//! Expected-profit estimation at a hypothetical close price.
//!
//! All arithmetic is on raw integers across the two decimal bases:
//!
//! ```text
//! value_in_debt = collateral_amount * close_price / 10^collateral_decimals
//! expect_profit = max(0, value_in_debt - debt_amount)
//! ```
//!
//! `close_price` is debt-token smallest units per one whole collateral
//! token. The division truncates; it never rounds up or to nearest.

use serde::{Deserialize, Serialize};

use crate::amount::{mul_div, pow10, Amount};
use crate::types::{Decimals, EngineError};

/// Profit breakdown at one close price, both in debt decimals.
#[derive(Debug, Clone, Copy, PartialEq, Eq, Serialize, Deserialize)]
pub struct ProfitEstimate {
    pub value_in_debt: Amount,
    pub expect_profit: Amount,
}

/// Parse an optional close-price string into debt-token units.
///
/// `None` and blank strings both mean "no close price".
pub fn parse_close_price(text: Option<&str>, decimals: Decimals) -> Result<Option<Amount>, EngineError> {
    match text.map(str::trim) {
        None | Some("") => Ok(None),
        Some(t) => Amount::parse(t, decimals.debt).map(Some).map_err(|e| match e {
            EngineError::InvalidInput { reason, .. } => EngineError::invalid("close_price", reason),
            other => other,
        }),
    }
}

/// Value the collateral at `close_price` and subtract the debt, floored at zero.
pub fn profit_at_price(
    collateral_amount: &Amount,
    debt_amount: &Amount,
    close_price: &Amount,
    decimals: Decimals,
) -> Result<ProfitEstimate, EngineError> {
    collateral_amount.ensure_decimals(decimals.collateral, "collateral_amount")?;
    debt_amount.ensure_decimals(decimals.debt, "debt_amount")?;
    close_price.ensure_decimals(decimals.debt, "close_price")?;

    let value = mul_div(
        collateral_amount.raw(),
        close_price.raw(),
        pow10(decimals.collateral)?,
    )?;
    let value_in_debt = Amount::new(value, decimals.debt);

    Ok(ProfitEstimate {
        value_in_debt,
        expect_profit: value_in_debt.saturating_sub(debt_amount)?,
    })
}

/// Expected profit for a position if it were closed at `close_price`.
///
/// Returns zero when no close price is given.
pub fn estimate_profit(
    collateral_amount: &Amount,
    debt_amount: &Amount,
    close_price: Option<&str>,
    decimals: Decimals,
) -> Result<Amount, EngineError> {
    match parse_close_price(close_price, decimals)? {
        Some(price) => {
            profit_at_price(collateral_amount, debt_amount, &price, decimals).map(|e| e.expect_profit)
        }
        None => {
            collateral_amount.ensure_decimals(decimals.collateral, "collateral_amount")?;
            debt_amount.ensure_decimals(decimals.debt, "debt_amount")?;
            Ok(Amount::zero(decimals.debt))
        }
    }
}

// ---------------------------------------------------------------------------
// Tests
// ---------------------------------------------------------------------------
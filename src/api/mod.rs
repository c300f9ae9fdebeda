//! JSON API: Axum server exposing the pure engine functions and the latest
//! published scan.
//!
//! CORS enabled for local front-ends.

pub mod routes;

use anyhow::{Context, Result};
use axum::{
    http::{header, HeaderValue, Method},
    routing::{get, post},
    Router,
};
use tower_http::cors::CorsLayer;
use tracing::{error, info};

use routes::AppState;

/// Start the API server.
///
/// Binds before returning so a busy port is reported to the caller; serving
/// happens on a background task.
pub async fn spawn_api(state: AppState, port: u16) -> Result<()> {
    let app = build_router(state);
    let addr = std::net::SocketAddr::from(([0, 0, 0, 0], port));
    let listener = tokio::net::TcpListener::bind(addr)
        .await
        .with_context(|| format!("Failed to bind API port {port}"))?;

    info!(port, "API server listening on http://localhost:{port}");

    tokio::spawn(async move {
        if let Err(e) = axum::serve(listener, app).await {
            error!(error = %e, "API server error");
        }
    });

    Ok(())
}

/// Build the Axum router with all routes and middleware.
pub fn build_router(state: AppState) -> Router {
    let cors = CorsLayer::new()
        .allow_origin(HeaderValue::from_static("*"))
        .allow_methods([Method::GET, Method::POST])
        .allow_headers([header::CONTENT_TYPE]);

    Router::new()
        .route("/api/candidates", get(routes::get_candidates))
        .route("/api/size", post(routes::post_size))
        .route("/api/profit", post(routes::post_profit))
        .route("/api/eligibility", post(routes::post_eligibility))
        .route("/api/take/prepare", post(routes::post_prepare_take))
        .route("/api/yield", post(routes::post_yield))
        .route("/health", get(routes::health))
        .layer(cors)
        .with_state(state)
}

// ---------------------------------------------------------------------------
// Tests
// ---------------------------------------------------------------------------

» GOAL OF THE EXERCISE
Look for the string "token" in the listing above and copy every line holding it.

» ANSWER SECTION
//! `close_price` is debt-token smallest units per one whole collateral
//! token. The division truncates; it never rounds up or to nearest.
/// Parse an optional close-price string into debt-token units.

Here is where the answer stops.